Exercise: In the entries that follow, the lines from the one with "filename tests/batch_test.rs" through the one with "fn read_outline(path: &std::path::Path)" are the ones to write out, exactly and with both ends included. Nothing else should appear.

========

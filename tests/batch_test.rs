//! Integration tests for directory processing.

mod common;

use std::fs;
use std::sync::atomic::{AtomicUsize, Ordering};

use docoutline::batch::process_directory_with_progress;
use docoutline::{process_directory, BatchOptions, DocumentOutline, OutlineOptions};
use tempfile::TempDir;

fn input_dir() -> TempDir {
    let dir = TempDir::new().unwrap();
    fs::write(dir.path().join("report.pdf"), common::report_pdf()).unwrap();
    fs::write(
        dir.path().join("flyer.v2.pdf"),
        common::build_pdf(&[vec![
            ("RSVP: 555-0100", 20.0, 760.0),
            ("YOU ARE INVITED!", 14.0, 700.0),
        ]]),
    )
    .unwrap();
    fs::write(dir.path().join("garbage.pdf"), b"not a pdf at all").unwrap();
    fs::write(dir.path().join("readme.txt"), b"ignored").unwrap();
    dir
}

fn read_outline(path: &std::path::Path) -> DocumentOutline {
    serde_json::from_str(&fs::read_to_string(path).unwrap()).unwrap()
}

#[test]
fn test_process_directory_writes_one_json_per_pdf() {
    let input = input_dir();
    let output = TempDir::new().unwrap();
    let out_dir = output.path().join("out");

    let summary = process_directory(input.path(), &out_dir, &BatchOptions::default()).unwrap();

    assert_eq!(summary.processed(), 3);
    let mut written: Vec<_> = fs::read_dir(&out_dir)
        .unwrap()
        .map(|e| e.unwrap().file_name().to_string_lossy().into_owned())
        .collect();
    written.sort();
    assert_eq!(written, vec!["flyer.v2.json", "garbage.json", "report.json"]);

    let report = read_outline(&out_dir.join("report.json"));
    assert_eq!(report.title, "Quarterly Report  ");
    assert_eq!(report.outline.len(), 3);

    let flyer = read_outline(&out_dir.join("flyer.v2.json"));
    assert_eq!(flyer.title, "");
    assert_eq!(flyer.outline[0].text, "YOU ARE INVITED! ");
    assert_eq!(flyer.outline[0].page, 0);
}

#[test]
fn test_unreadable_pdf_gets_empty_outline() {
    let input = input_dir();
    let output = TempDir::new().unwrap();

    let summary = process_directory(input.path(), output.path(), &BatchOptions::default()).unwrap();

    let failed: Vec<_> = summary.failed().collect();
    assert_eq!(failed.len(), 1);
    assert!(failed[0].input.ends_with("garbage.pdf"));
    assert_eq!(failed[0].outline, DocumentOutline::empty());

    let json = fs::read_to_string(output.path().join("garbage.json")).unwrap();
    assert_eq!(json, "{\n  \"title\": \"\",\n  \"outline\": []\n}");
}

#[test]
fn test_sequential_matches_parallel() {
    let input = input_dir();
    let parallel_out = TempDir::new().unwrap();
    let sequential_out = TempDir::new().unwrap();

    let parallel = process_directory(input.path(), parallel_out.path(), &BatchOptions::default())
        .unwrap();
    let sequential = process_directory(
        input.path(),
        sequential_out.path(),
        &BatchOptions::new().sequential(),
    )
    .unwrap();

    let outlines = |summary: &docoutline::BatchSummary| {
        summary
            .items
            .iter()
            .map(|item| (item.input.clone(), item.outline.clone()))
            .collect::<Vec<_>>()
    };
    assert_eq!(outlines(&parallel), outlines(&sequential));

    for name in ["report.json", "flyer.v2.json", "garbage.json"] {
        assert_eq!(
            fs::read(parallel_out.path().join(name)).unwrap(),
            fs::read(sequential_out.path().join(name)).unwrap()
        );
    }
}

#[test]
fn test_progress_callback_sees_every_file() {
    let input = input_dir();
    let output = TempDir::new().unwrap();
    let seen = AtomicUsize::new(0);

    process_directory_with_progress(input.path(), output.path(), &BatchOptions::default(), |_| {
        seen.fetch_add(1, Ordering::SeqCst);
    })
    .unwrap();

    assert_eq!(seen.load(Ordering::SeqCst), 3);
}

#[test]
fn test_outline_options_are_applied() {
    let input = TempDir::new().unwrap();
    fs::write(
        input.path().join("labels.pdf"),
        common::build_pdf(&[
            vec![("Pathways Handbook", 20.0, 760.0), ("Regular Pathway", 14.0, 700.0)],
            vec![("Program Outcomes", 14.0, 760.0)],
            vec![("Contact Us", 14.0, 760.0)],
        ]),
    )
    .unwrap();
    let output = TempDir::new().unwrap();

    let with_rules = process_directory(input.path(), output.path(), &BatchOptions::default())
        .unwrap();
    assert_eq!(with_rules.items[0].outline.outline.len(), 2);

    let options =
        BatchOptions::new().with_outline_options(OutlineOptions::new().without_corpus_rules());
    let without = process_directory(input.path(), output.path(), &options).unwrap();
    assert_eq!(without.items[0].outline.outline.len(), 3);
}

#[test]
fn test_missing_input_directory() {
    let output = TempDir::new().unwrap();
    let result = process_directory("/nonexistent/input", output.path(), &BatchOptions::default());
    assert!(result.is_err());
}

========

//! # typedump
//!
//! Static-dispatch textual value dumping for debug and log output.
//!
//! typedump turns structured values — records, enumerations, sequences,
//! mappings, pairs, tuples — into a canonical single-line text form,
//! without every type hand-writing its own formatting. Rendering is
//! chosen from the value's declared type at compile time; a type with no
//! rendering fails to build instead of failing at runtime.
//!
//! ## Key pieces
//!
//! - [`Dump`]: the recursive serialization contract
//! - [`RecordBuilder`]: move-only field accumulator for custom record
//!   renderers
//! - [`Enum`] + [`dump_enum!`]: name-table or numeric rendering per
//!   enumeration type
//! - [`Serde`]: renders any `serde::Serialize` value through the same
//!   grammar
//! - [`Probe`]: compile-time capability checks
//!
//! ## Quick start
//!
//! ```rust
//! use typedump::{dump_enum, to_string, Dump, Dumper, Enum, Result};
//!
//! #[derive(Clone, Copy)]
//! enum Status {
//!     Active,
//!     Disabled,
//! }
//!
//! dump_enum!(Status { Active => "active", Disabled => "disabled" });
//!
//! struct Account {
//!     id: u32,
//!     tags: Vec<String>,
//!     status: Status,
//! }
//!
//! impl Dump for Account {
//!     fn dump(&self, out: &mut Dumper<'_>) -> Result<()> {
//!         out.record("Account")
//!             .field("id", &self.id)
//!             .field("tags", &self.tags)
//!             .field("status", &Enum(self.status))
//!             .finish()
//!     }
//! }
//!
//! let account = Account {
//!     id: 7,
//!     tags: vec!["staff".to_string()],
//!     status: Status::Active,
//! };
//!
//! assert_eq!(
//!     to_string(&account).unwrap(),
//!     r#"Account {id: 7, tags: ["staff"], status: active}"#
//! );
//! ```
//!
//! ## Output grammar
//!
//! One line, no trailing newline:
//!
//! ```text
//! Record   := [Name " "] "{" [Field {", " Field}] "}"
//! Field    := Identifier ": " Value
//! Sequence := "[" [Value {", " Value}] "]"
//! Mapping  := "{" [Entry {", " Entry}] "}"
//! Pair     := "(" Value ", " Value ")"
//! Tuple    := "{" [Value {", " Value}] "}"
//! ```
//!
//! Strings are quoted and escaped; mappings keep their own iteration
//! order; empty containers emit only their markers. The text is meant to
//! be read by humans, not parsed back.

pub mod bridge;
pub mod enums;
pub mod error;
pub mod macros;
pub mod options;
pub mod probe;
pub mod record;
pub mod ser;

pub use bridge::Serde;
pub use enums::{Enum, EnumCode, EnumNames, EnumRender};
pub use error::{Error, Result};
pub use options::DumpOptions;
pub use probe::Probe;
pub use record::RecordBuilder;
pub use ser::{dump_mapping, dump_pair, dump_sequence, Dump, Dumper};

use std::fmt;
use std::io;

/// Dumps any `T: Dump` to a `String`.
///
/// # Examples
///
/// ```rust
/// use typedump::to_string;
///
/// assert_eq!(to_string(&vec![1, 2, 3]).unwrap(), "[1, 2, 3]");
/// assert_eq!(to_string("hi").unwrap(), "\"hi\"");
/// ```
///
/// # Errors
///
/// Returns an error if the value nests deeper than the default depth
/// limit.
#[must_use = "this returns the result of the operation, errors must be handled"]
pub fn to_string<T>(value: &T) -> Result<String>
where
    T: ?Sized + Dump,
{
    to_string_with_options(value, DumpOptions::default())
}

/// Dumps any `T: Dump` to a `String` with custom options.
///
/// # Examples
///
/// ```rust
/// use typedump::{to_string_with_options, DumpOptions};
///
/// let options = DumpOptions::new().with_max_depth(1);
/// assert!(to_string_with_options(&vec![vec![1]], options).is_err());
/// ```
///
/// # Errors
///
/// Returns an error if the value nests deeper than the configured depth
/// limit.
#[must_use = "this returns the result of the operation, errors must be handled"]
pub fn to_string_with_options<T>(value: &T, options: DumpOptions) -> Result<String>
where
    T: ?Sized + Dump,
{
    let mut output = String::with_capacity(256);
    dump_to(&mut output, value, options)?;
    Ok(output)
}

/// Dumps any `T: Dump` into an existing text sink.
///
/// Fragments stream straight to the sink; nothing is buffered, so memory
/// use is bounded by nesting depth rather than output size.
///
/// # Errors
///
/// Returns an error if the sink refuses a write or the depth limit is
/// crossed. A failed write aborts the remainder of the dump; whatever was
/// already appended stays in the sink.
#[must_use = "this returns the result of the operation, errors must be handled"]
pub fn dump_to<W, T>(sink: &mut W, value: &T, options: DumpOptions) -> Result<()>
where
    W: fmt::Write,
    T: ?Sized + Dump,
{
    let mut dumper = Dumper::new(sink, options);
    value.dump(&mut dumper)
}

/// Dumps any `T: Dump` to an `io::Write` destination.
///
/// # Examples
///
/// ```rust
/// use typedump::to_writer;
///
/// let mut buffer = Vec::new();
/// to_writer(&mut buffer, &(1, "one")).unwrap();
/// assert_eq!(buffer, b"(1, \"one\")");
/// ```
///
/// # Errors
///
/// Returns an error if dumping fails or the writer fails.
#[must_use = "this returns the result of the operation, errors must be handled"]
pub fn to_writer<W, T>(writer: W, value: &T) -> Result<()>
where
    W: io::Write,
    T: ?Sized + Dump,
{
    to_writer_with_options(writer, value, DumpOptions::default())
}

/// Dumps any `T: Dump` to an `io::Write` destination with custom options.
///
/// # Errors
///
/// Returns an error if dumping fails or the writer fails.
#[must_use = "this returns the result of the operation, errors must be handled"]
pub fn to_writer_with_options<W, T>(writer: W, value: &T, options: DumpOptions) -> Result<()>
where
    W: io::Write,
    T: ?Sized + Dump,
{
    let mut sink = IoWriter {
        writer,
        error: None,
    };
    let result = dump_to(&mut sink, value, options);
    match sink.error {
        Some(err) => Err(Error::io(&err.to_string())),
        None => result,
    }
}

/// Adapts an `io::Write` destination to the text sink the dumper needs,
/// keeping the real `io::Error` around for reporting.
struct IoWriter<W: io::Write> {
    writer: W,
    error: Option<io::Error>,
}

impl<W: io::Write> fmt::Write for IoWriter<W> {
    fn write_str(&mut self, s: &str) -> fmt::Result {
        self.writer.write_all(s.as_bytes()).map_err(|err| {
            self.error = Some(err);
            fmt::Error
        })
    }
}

========

Solution for this exercise:
filename tests/batch_test.rs
//! Integration tests for directory processing.

mod common;

use std::fs;
use std::sync::atomic::{AtomicUsize, Ordering};

use docoutline::batch::process_directory_with_progress;
use docoutline::{process_directory, BatchOptions, DocumentOutline, OutlineOptions};
use tempfile::TempDir;

fn input_dir() -> TempDir {
    let dir = TempDir::new().unwrap();
    fs::write(dir.path().join("report.pdf"), common::report_pdf()).unwrap();
    fs::write(
        dir.path().join("flyer.v2.pdf"),
        common::build_pdf(&[vec![
            ("RSVP: 555-0100", 20.0, 760.0),
            ("YOU ARE INVITED!", 14.0, 700.0),
        ]]),
    )
    .unwrap();
    fs::write(dir.path().join("garbage.pdf"), b"not a pdf at all").unwrap();
    fs::write(dir.path().join("readme.txt"), b"ignored").unwrap();
    dir
}

fn read_outline(path: &std::path::Path) -> DocumentOutline {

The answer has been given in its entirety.